Bob Skrezyna

Writer | Editor

Excerpt from "The Boy With The Thorn In His Side"

(Forgive typos - I have yet to revise)

I didn’t know any better. I thought it tasted good. Sure, it was bitter and smacked the back of my throat the way Ike smacked Tina but that’s what it was supposed to do, right? I pretended that it was a smooth pull, one that wasn’t about to make me vomit. I needed to look like a real man in front of my friends. My nine year old friends. After all we were all men by that point. We had thrown rocks through windows and TP’d houses of teachers and even stolen a bag of candy last Halloween. But this was different. This was the validation we needed for ourselves and the proof we needed to show all the others, whoever they may have been. This was the manliest thing any of us had ever done. It involved subterfuge and a can with an intentional misspelling. It involved actively suppressing our collective gag reflexes. Only minutes before we were just boys. We were neighborhood hoodlums of the lowest order. But no more. Now we were men. Now we knew how to drink.
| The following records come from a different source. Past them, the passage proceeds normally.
//! Navigation to the login entry point after a session ends.

/// Something that can send the user to the login page.
pub trait LoginRedirect {
    fn to_login(&self);
}

/// Redirect performed through `window.location` on the web platform.
///
/// Native builds have no location to change; the redirect is only logged there and
/// the UI reacts to the cleared session instead.
#[derive(Clone, Debug)]
pub struct BrowserRedirect {
    login_route: String,
}

impl BrowserRedirect {
    pub fn new(login_route: &str) -> Self {
        Self {
            login_route: login_route.to_string(),
        }
    }

    pub fn login_route(&self) -> &str {
        &self.login_route
    }
}

impl LoginRedirect for BrowserRedirect {
    fn to_login(&self) {
        #[cfg(all(target_arch = "wasm32", feature = "web"))]
        {
            if let Some(window) = web_sys::window() {
                if window.location().set_href(&self.login_route).is_err() {
                    tracing::error!("Failed to navigate to {}", self.login_route);
                }
            }
        }
        #[cfg(not(all(target_arch = "wasm32", feature = "web")))]
        {
            tracing::info!("Redirect to {}", self.login_route);
        }
    }
}
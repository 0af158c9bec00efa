//! Auth types shared across Jaothui services.
//!
//! Sessions and OAuth are handled upstream; services only see the identity
//! the gateway injects.

pub mod identity;
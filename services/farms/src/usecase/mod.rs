pub mod activity;
pub mod animal;
pub mod farm;
pub mod farm_context;
pub mod member;
pub mod notification;
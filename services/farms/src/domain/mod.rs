pub mod repository;
pub mod types;
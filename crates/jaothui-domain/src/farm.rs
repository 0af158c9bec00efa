//! Farm ownership and membership types.

use std::fmt;
use std::str::FromStr;

use serde::{Deserialize, Serialize};

use crate::UnknownVariant;

/// Role a user holds on a farm.
///
/// Stored in `farm_members.role` and sent on the wire as `"OWNER"` / `"MEMBER"`.
#[derive(Debug, Clone, Copy, PartialEq, Eq, Hash, Serialize, Deserialize)]
#[serde(rename_all = "SCREAMING_SNAKE_CASE")]
pub enum FarmRole {
    Owner,
    Member,
}

impl FarmRole {
    pub fn as_str(self) -> &'static str {
        match self {
            Self::Owner => "OWNER",
            Self::Member => "MEMBER",
        }
    }
}

impl fmt::Display for FarmRole {
    fn fmt(&self, f: &mut fmt::Formatter<'_>) -> fmt::Result {
        f.write_str(self.as_str())
    }
}

impl FromStr for FarmRole {
    type Err = UnknownVariant;

    fn from_str(s: &str) -> Result<Self, Self::Err> {
        match s {
            "OWNER" => Ok(Self::Owner),
            "MEMBER" => Ok(Self::Member),
            other => Err(UnknownVariant::new("farm role", other)),
        }
    }
}

/// Coarse privilege tag consumed by handlers to gate mutations.
#[derive(Debug, Clone, Copy, PartialEq, Eq, Hash, Serialize, Deserialize)]
#[serde(rename_all = "lowercase")]
pub enum AccessLevel {
    Full,
    Limited,
}

impl AccessLevel {
    /// Access level is a pure function of the role.
    pub fn for_role(role: FarmRole) -> Self {
        match role {
            FarmRole::Owner => Self::Full,
            FarmRole::Member => Self::Limited,
        }
    }

    pub fn is_full(self) -> bool {
        matches!(self, Self::Full)
    }
}
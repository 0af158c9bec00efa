use axum::http::StatusCode;

/// Liveness check for `GET /healthz`.
pub async fn healthz() -> StatusCode {
    StatusCode::OK
}

/// Map a readiness probe outcome onto the status the orchestrator expects.
pub fn readiness_status<E: std::fmt::Display>(probe: Result<(), E>) -> StatusCode {
    match probe {
        Ok(()) => StatusCode::OK,
        Err(e) => {
            tracing::warn!(error = %e, "readiness probe failed");
            StatusCode::SERVICE_UNAVAILABLE
        }
    }
}
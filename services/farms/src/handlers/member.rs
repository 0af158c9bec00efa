use axum::{
    Json,
    extract::{Path, State, rejection::JsonRejection},
    http::StatusCode,
};
use serde::{Deserialize, Serialize};

use jaothui_auth_types::identity::IdentityHeaders;
use jaothui_domain::farm::FarmRole;

use crate::domain::types::{FarmContextParams, FarmMember};
use crate::error::FarmsServiceError;
use crate::handlers::{json_body, resolve_context};
use crate::state::AppState;
use crate::usecase::member::{AddMemberUseCase, ListMembersUseCase, RemoveMemberUseCase};

#[derive(Serialize)]
pub struct MemberResponse {
    pub id: String,
    pub farm_id: String,
    pub user_id: String,
    pub role: FarmRole,
    #[serde(serialize_with = "jaothui_core::serde::to_rfc3339_ms")]
    pub created_at: chrono::DateTime<chrono::Utc>,
}

impl From<FarmMember> for MemberResponse {
    fn from(member: FarmMember) -> Self {
        Self {
            id: member.id.to_string(),
            farm_id: member.farm_id.to_string(),
            user_id: member.user_id,
            role: member.role,
            created_at: member.created_at,
        }
    }
}

// ── GET /farms/@me/members ───────────────────────────────────────────────────

pub async fn list_members(
    identity: IdentityHeaders,
    State(state): State<AppState>,
) -> Result<Json<Vec<MemberResponse>>, FarmsServiceError> {
    let context = resolve_context(&state, &identity, FarmContextParams::default()).await?;
    let usecase = ListMembersUseCase {
        members: state.member_repo(),
    };
    let members = usecase.execute(&context).await?;
    Ok(Json(members.into_iter().map(Into::into).collect()))
}

// ── POST /farms/@me/members ──────────────────────────────────────────────────

#[derive(Deserialize)]
pub struct AddMemberRequest {
    pub user_id: String,
}

pub async fn add_member(
    identity: IdentityHeaders,
    State(state): State<AppState>,
    body: Result<Json<AddMemberRequest>, JsonRejection>,
) -> Result<(StatusCode, Json<MemberResponse>), FarmsServiceError> {
    let body = json_body(body)?;
    let context = resolve_context(&state, &identity, FarmContextParams::default()).await?;
    let usecase = AddMemberUseCase {
        users: state.user_repo(),
        members: state.member_repo(),
    };
    let member = usecase.execute(&context, &body.user_id).await?;
    Ok((StatusCode::CREATED, Json(member.into())))
}

// ── DELETE /farms/@me/members/{user_id} ──────────────────────────────────────

pub async fn remove_member(
    identity: IdentityHeaders,
    State(state): State<AppState>,
    Path(user_id): Path<String>,
) -> Result<StatusCode, FarmsServiceError> {
    let context = resolve_context(&state, &identity, FarmContextParams::default()).await?;
    let usecase = RemoveMemberUseCase {
        members: state.member_repo(),
    };
    usecase.execute(&context, &user_id).await?;
    Ok(StatusCode::NO_CONTENT)
}
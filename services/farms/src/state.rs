use std::sync::Arc;

use sea_orm::DatabaseConnection;

use crate::domain::types::LookupStrategy;
use crate::infra::db::{
    DbActivityRepository, DbAnimalRepository, DbFarmAccessRepository, DbFarmRepository,
    DbMemberRepository, DbNotificationRepository, DbUserRepository,
};
use crate::usecase::farm_context::FarmContextResolver;

/// Shared application state passed to every handler via axum `State`.
#[derive(Clone)]
pub struct AppState {
    pub db: Arc<DatabaseConnection>,
    pub lookup_strategy: LookupStrategy,
}

impl AppState {
    pub fn resolver(&self) -> FarmContextResolver<DbFarmAccessRepository> {
        FarmContextResolver::new(self.farm_access_repo(), self.lookup_strategy)
    }

    pub fn farm_access_repo(&self) -> DbFarmAccessRepository {
        DbFarmAccessRepository {
            db: Arc::clone(&self.db),
        }
    }

    pub fn user_repo(&self) -> DbUserRepository {
        DbUserRepository {
            db: Arc::clone(&self.db),
        }
    }

    pub fn farm_repo(&self) -> DbFarmRepository {
        DbFarmRepository {
            db: Arc::clone(&self.db),
        }
    }

    pub fn member_repo(&self) -> DbMemberRepository {
        DbMemberRepository {
            db: Arc::clone(&self.db),
        }
    }

    pub fn animal_repo(&self) -> DbAnimalRepository {
        DbAnimalRepository {
            db: Arc::clone(&self.db),
        }
    }

    pub fn activity_repo(&self) -> DbActivityRepository {
        DbActivityRepository {
            db: Arc::clone(&self.db),
        }
    }

    pub fn notification_repo(&self) -> DbNotificationRepository {
        DbNotificationRepository {
            db: Arc::clone(&self.db),
        }
    }
}
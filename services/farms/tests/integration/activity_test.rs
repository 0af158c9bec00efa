use chrono::{TimeDelta, Utc};
use uuid::Uuid;

use jaothui_domain::activity::{ActivityKind, ActivityStatus};
use jaothui_domain::pagination::PageRequest;
use jaothui_farms::domain::types::{ActivityFilter, ActivityPatch};
use jaothui_farms::error::FarmsServiceError;
use jaothui_farms::usecase::activity::{
    CreateActivityInput, CreateActivityUseCase, DeleteActivityUseCase, GetActivityUseCase,
    ListActivitiesUseCase, UpdateActivityUseCase,
};

use crate::helpers::{
    ThreeUserFixture, member_context, owner_context, test_activity, test_animal,
    three_user_fixture,
};

fn with_animal() -> (ThreeUserFixture, Uuid) {
    let fixture = three_user_fixture();
    let animal = test_animal(fixture.f1.id, "JT-001", "ทองคำ");
    let id = animal.id;
    fixture.repo.store.lock().unwrap().animals.push(animal);
    (fixture, id)
}

fn input(animal_id: Uuid, title: &str) -> CreateActivityInput {
    CreateActivityInput {
        animal_id,
        title: title.into(),
        description: None,
        kind: ActivityKind::Vaccination,
        activity_date: Utc::now(),
        due_date: Some(Utc::now() + TimeDelta::days(3)),
    }
}

// ── CreateActivityUseCase ────────────────────────────────────────────────────

#[tokio::test]
async fn should_create_pending_activity_attributed_to_caller() {
    let (fixture, animal_id) = with_animal();
    let usecase = CreateActivityUseCase {
        animals: fixture.repo.clone(),
        repo: fixture.repo.clone(),
    };
    let activity = usecase
        .execute(
            &member_context(&fixture.f1),
            "u2",
            input(animal_id, " ถ่ายพยาธิ "),
        )
        .await
        .unwrap();
    assert_eq!(activity.status, ActivityStatus::Pending);
    assert_eq!(activity.created_by, "u2");
    assert_eq!(activity.title, "ถ่ายพยาธิ");
    assert!(activity.completed_at.is_none());
    assert_eq!(fixture.repo.store.lock().unwrap().activities.len(), 1);
}

#[tokio::test]
async fn should_require_animal_in_callers_farm() {
    let (fixture, _) = with_animal();
    let foreign = test_animal(Uuid::now_v7(), "JT-999", "ต่างฟาร์ม");
    let foreign_id = foreign.id;
    fixture.repo.store.lock().unwrap().animals.push(foreign);

    let usecase = CreateActivityUseCase {
        animals: fixture.repo.clone(),
        repo: fixture.repo.clone(),
    };
    let result = usecase
        .execute(&owner_context(&fixture.f1), "u1", input(foreign_id, "ฉีดวัคซีน"))
        .await;
    assert!(matches!(result, Err(FarmsServiceError::AnimalNotFound)));
    assert!(fixture.repo.store.lock().unwrap().activities.is_empty());
}

#[tokio::test]
async fn should_reject_blank_activity_title() {
    let (fixture, animal_id) = with_animal();
    let usecase = CreateActivityUseCase {
        animals: fixture.repo.clone(),
        repo: fixture.repo.clone(),
    };
    let result = usecase
        .execute(&owner_context(&fixture.f1), "u1", input(animal_id, "   "))
        .await;
    assert!(matches!(result, Err(FarmsServiceError::InvalidInput(_))));
}

// ── ListActivitiesUseCase / GetActivityUseCase ───────────────────────────────

#[tokio::test]
async fn should_list_activities_filtered_by_status_and_animal() {
    let (fixture, animal_id) = with_animal();
    let other_animal = test_animal(fixture.f1.id, "JT-002", "เงินยวง");
    let other_id = other_animal.id;
    {
        let mut store = fixture.repo.store.lock().unwrap();
        store.animals.push(other_animal);
        store.activities.extend([
            test_activity(fixture.f1.id, animal_id, ActivityStatus::Pending, None),
            test_activity(fixture.f1.id, animal_id, ActivityStatus::Completed, None),
            test_activity(fixture.f1.id, other_id, ActivityStatus::Pending, None),
            test_activity(Uuid::now_v7(), Uuid::now_v7(), ActivityStatus::Pending, None),
        ]);
    }
    let usecase = ListActivitiesUseCase {
        repo: fixture.repo.clone(),
    };
    let context = member_context(&fixture.f1);

    let all = usecase
        .execute(&context, ActivityFilter::default(), PageRequest::default())
        .await
        .unwrap();
    assert_eq!(all.len(), 3);

    let pending = usecase
        .execute(
            &context,
            ActivityFilter {
                status: Some(ActivityStatus::Pending),
                animal_id: None,
            },
            PageRequest::default(),
        )
        .await
        .unwrap();
    assert_eq!(pending.len(), 2);

    let for_animal = usecase
        .execute(
            &context,
            ActivityFilter {
                status: None,
                animal_id: Some(other_id),
            },
            PageRequest::default(),
        )
        .await
        .unwrap();
    assert_eq!(for_animal.len(), 1);
    assert_eq!(for_animal[0].animal_id, other_id);
}

#[tokio::test]
async fn should_not_find_activity_of_another_farm() {
    let (fixture, _) = with_animal();
    let foreign = test_activity(Uuid::now_v7(), Uuid::now_v7(), ActivityStatus::Pending, None);
    let foreign_id = foreign.id;
    fixture.repo.store.lock().unwrap().activities.push(foreign);

    let usecase = GetActivityUseCase {
        repo: fixture.repo.clone(),
    };
    let result = usecase.execute(&owner_context(&fixture.f1), foreign_id).await;
    assert!(matches!(result, Err(FarmsServiceError::ActivityNotFound)));
}

// ── UpdateActivityUseCase ────────────────────────────────────────────────────

#[tokio::test]
async fn should_stamp_and_clear_completion_through_status_changes() {
    let (fixture, animal_id) = with_animal();
    let activity = test_activity(fixture.f1.id, animal_id, ActivityStatus::Pending, None);
    let id = activity.id;
    fixture.repo.store.lock().unwrap().activities.push(activity);

    let usecase = UpdateActivityUseCase {
        repo: fixture.repo.clone(),
    };
    let context = member_context(&fixture.f1);

    let completed = usecase
        .execute(
            &context,
            id,
            ActivityPatch {
                status: Some(ActivityStatus::Completed),
                ..Default::default()
            },
        )
        .await
        .unwrap();
    assert_eq!(completed.status, ActivityStatus::Completed);
    assert!(completed.completed_at.is_some());

    let reopened = usecase
        .execute(
            &context,
            id,
            ActivityPatch {
                status: Some(ActivityStatus::Pending),
                ..Default::default()
            },
        )
        .await
        .unwrap();
    assert!(reopened.completed_at.is_none());

    let store = fixture.repo.store.lock().unwrap();
    assert_eq!(store.activities[0].status, ActivityStatus::Pending);
}

#[tokio::test]
async fn should_clear_due_date_with_explicit_none() {
    let (fixture, animal_id) = with_animal();
    let activity = test_activity(
        fixture.f1.id,
        animal_id,
        ActivityStatus::Pending,
        Some(Utc::now() + TimeDelta::days(1)),
    );
    let id = activity.id;
    fixture.repo.store.lock().unwrap().activities.push(activity);

    let usecase = UpdateActivityUseCase {
        repo: fixture.repo.clone(),
    };
    let updated = usecase
        .execute(
            &member_context(&fixture.f1),
            id,
            ActivityPatch {
                due_date: Some(None),
                ..Default::default()
            },
        )
        .await
        .unwrap();
    assert!(updated.due_date.is_none());
    assert_eq!(updated.status, ActivityStatus::Pending);
}

#[tokio::test]
async fn should_reject_empty_or_unknown_activity_update() {
    let (fixture, animal_id) = with_animal();
    let activity = test_activity(fixture.f1.id, animal_id, ActivityStatus::Pending, None);
    let id = activity.id;
    fixture.repo.store.lock().unwrap().activities.push(activity);

    let usecase = UpdateActivityUseCase {
        repo: fixture.repo.clone(),
    };
    let context = owner_context(&fixture.f1);

    assert!(matches!(
        usecase.execute(&context, id, ActivityPatch::default()).await,
        Err(FarmsServiceError::MissingData)
    ));
    assert!(matches!(
        usecase
            .execute(
                &context,
                Uuid::now_v7(),
                ActivityPatch {
                    title: Some("ตัดเล็บ".into()),
                    ..Default::default()
                },
            )
            .await,
        Err(FarmsServiceError::ActivityNotFound)
    ));
    assert!(matches!(
        usecase
            .execute(
                &context,
                id,
                ActivityPatch {
                    title: Some(" ".into()),
                    ..Default::default()
                },
            )
            .await,
        Err(FarmsServiceError::InvalidInput(_))
    ));
}

// ── DeleteActivityUseCase ────────────────────────────────────────────────────

#[tokio::test]
async fn should_delete_activity_only_with_full_access() {
    let (fixture, animal_id) = with_animal();
    let activity = test_activity(fixture.f1.id, animal_id, ActivityStatus::Pending, None);
    let id = activity.id;
    fixture.repo.store.lock().unwrap().activities.push(activity);

    let usecase = DeleteActivityUseCase {
        repo: fixture.repo.clone(),
    };
    assert!(matches!(
        usecase.execute(&member_context(&fixture.f1), id).await,
        Err(FarmsServiceError::InsufficientAccess)
    ));
    usecase
        .execute(&owner_context(&fixture.f1), id)
        .await
        .unwrap();
    assert!(matches!(
        usecase.execute(&owner_context(&fixture.f1), id).await,
        Err(FarmsServiceError::ActivityNotFound)
    ));
}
Obviously that isn’t as true as I’m recollecting now that I reflect with a clearer mind. The beer was Miller Lite and we had argued over how best to sneak the can away from the party and open it without making a sound. The Keystone Kops made arrests faster and with more gentility than we used in our operation. The most amazing part of the entire event is how we failed to give ourselves away before we even located the contraband. Nine year olds do very little quietly and when they think they’re being sneaky things get downright clamorous.

But we did it and we drank it, each taking a stinging swig before passing it on to the next guy like it was a really good joint, which we had yet to experiment with but was soon to join our fractured self discoveries. Those discoveries would eventually, like so many before us, take us all in different directions as they tend to do. I don’t speak to any of them anymore, not even on social media. But we were together in that moment and that was important. We all would have found booze at some point but finding it together brought us closer for that formative time. For them it was a drink and an introduction to adulthood that only alcohol could bring. But for me, it was much, much more.

I could go on for the length of this book and likely several others about how I felt when I drank. The euphoria (before the hangover), the clarity (before the fog), the witty remarks made (before the slurring) - all of it a glorious haze of…lies. It was none of those things. It was none of those things and less. But I didn’t know that at the time. Maybe it was the sheer amount of alcohol advertising kids of the 80s were subject to or maybe it was my genes but damnit if I wasn’t convinced that what I was doing and feeling was not only right but somehow ordained by a higher power. It was the 80s so Capitalism was certainly a higher power. 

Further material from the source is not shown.